WARNING: There was 1 warning.
NOTE: There was 1 note.
See
  ?/home/edd/svn/rcpp/pkg/Rcpp.Rcheck/00check.log?
for details.

edd at max:~/svn/rcpp/pkg$
#
What's in your Makevars.

I'm not able to reproduce this on __your__ machine with whatever are the 
defaults.

Romain

Le 19/09/13 18:32, Dirk Eddelbuettel a ?crit :

  
    
#
On 19 September 2013 at 17:54, Romain Francois wrote:
| > That's novel and could work.  May need testing.  May also need to be checked
| > against just using -std=c++11 / -std=c++0x which give us long long rightaway.
| 
| That just works. This is just a typedef.

Nope. See my follow-up.
 
| > Also note that Murray got a similar trick into RProtoBuf, albeit at the cost
| > of configure test (by finding an M4 macros which determines whether the
| > compiler can in fact do c++11, and if so, turns it on).
| 
| Might not be cran proof right.
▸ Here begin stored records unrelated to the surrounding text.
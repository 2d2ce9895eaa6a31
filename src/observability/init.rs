//! Subscriber setup: `tracing` macros → OpenTelemetry → OTLP JSON file.

use super::tracer;
use crate::infrastructure::paths;
use crate::Config;
use opentelemetry::trace::TracerProvider as _;
use opentelemetry::KeyValue;
use opentelemetry_sdk::resource::Resource;
use tracing_opentelemetry::OpenTelemetryLayer;
use tracing_subscriber::{layer::SubscriberExt, util::SubscriberInitExt, EnvFilter};

/// Service and tracer name reported on every span.
pub const SERVICE_NAME: &str = "interest-form";

/// Installs the global subscriber.
///
/// The filter comes from `config.trace_level`; an unparsable directive falls
/// back to [`crate::DEFAULT_TRACE_LEVEL`]. Tracing is optional: if the data
/// directory cannot be created the plugin simply runs without it. Calling
/// this more than once keeps the first subscriber.
pub fn init_tracing(config: &Config) {
    let Some(trace_dir) = paths::trace_file().parent().map(ToOwned::to_owned) else {
        return;
    };
    if std::fs::create_dir_all(&trace_dir).is_err() {
        return;
    }

    let filter = EnvFilter::try_new(&config.trace_level)
        .unwrap_or_else(|_| EnvFilter::new(crate::DEFAULT_TRACE_LEVEL));

    let resource = Resource::new(vec![KeyValue::new("service.name", SERVICE_NAME)]);
    let provider = tracer::create_tracer_provider(paths::trace_file(), resource);
    let otel_layer = OpenTelemetryLayer::new(provider.tracer(SERVICE_NAME));

    let _ = tracing_subscriber::registry()
        .with(filter)
        .with(otel_layer)
        .try_init();
}
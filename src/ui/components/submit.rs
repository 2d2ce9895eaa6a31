//! Submit button and status line renderers.

use crate::ui::helpers::{centered_padding, position_cursor, truncate, width};
use crate::ui::theme::Theme;
use crate::ui::viewmodel::{StatusLine, SubmitButton};

/// Renders the submit control centered on `row` and returns the next row.
///
/// Enabled buttons use the button colors; disabled buttons are dimmed and
/// cannot be mistaken for an active control. Focus is shown with arrow
/// markers on both sides.
pub fn render_submit(row: usize, button: &SubmitButton, theme: &Theme, cols: usize) -> usize {
    let text = if button.focused {
        format!("▶  {}  ◀", button.label)
    } else {
        format!("   {}   ", button.label)
    };
    let text_len = width(&text);
    let padding = centered_padding(text_len, cols);

    position_cursor(row, 1);
    print!("{}", " ".repeat(padding));
    if button.enabled {
        print!("{}", Theme::bold());
        print!("{}", Theme::fg(&theme.colors.button_fg));
        print!("{}", Theme::bg(&theme.colors.button_bg));
    } else {
        print!("{}", Theme::dim());
        print!("{}", Theme::fg(&theme.colors.button_disabled_fg));
    }
    print!("{text}");
    print!("{}", Theme::reset());
    print!("{}", " ".repeat(cols.saturating_sub(padding + text_len)));
    row + 1
}

/// Renders the confirmation line centered on `row` and returns the next row.
pub fn render_status(row: usize, status: &StatusLine, theme: &Theme, cols: usize) -> usize {
    let message = truncate(&status.message, cols);
    let text_len = width(&message);
    let padding = centered_padding(text_len, cols);

    position_cursor(row, 1);
    print!("{}", " ".repeat(padding));
    print!("{}", Theme::fg(&theme.colors.success_fg));
    print!("{message}");
    print!("{}", Theme::reset());
    print!("{}", " ".repeat(cols.saturating_sub(padding + text_len)));
    row + 1
}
Last time I checked, we were not allowed 
| to use std=c++11 which is the gcc way of using C++ 11.

Well have a look at what he does in configure for RProtoBuf:

  # If we can support std=c++0x we should pass flags to do so (this will
  # enable better int64 support) but we shouldn't cause the build to
  # fail if we can't do this.
  AC_CXX_COMPILE_STDCXX_0X

which uses an m4 macro he borrowed from somewhere else.
 
| It does not mean however that I'm not welcoming comments. In particular, 
| I've sent a private mail to Murray asking for his thoughts.

He reads this list too. No read to rush.

Dirk
#
On 19 September 2013 at 19:01, Romain Francois wrote:
| What's in your Makevars.

Try this 

   $ cat ~edd/.R/Makevars

and or cust do

   $ test -d ~/.R || mkdir ~/.R
   $ cp -vax ~edd/.R/Makevars ~/.R

| I'm not able to reproduce this on __your__ machine with whatever are the 
| defaults.

"Defaults" is not defined here. In case you refer to g++ (4.4) it is
irrelevant as Kurt uses whatever Debian testing gives him (4.8 right now). I
have a libvirt instance on the server running Debian too.

Dirk
#
Alright, so with these settings -pedantic turns on -Wlong-long

I can disable them with -Wno-long-long

Can we detect gcc with a configure and set -Wno-long-long, is that allowed ?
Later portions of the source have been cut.